We studied 5-yr T1D risk associations using a series of risk factors in an autoantibody positive population of 6,020 in the TrialNet Pathway to Prevention study (PTP) study. We used data from 25 subgroups developed from 5 AUC glucose (<115;115-<130;130-<145;145-<160; ≥160 mg/dl) and 5 AUC C-peptide (<3.5;3.5-<5.0;5.0-<6.5;6.50-<8.0; ≥8.0 ng/ml) categories from baseline OGTT data. Subgroup boundaries were set to provide quantitative power for proper statistical analysis (range: 138 to 487) . We assessed 5-yr T1D risk associations with risk factors among the 25 subgroups using correlation coefficients and linear regression analysis (slope: 5-yr risk/risk factor prevalence) . The table shows the strongest correlation of 5-yr T1D risk with IA-2A (r=0.96) . This was consistent in split sample analyses, as were the linear regression indices (Sample 1 vs. Sample 2: r=0.96 vs. 0.93; intercept=-0.186 vs. -0.228; slope=0.014 vs. 0.015) . Using the regression indices for a cross-sample validation (i.e., predicting 5-yr risk for one sample using its IA-2A prevalence and the other sample's regression indices) , the predicted/actual 5-yr risk was 0.27/0.26 for Sample 1 and 0.27/0.23 for Sample 2.

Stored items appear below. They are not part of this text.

fn main() {
    tauri_build::build();
}
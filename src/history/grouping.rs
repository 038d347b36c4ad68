use crate::models::{DateGroup, HistoryEntry};

/// Partitions entries by calendar date, preserving the store's entry order
/// inside each group and the first-seen order of the dates themselves.
pub fn group_by_date(entries: &[HistoryEntry]) -> Vec<DateGroup> {
    let mut groups: Vec<DateGroup> = Vec::new();

    for entry in entries {
        let date = entry.group_date();
        match groups.iter_mut().find(|group| group.date == date) {
            Some(group) => group.entries.push(entry.clone()),
            None => groups.push(DateGroup {
                date,
                entries: vec![entry.clone()],
            }),
        }
    }

    groups
}

#[cfg(test)]
mod tests {
    use super::*;
    use crate::models::{ImageRef, PredictionResult, RipenessClass};
    use chrono::{DateTime, Utc};

    fn entry_at(stamp: &str) -> HistoryEntry {
        let mut entry = HistoryEntry::new(
            ImageRef::new("/tmp/pomelo.jpg"),
            PredictionResult::from_top_label(RipenessClass::Overripe, 0.7),
        );
        entry.captured_at = stamp.parse::<DateTime<Utc>>().unwrap();
        entry
    }

    #[test]
    fn partitions_by_date_in_first_seen_order() {
        let entries = vec![
            entry_at("2026-08-30T18:00:00Z"),
            entry_at("2026-08-30T09:00:00Z"),
            entry_at("2026-08-29T22:00:00Z"),
            entry_at("2026-08-30T01:00:00Z"),
        ];

        let groups = group_by_date(&entries);

        assert_eq!(groups.len(), 2);
        assert_eq!(groups[0].date.to_string(), "2026-08-30");
        assert_eq!(groups[1].date.to_string(), "2026-08-29");
        assert_eq!(groups[0].entries.len(), 3);
        assert_eq!(groups[1].entries.len(), 1);

        // No entry is lost or duplicated by the projection.
        let total: usize = groups.iter().map(|g| g.entries.len()).sum();
        assert_eq!(total, entries.len());

        // Within a group, the store ordering is preserved.
        assert_eq!(groups[0].entries[0].id, entries[0].id);
        assert_eq!(groups[0].entries[1].id, entries[1].id);
        assert_eq!(groups[0].entries[2].id, entries[3].id);
    }

    #[test]
    fn empty_input_yields_no_groups() {
        assert!(group_by_date(&[]).is_empty());
    }

    #[test]
    fn midnight_boundary_splits_groups_deterministically() {
        let before = entry_at("2026-08-29T23:59:59Z");
        let after = entry_at("2026-08-30T00:00:00Z");

        let groups = group_by_date(&[before, after]);
        assert_eq!(groups.len(), 2);
    }
}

In summary, in PTP subgroups, 5-yr T1D risk correlated strongly with IA-2A. Further, regression indices predicted 5-yr T1D risk in cross-sample validation, suggesting a tight linkage between active β-cell decline and IA-2A.

Disclosure

H.M.Ismail: n/a. D.D.Cuthbertson: None. M.A.Atkinson: None. M.J.Redondo: Advisory Panel; Provention Bio, Inc. J.Sosenko: None. Type 1 diabetes trialnet: n/a.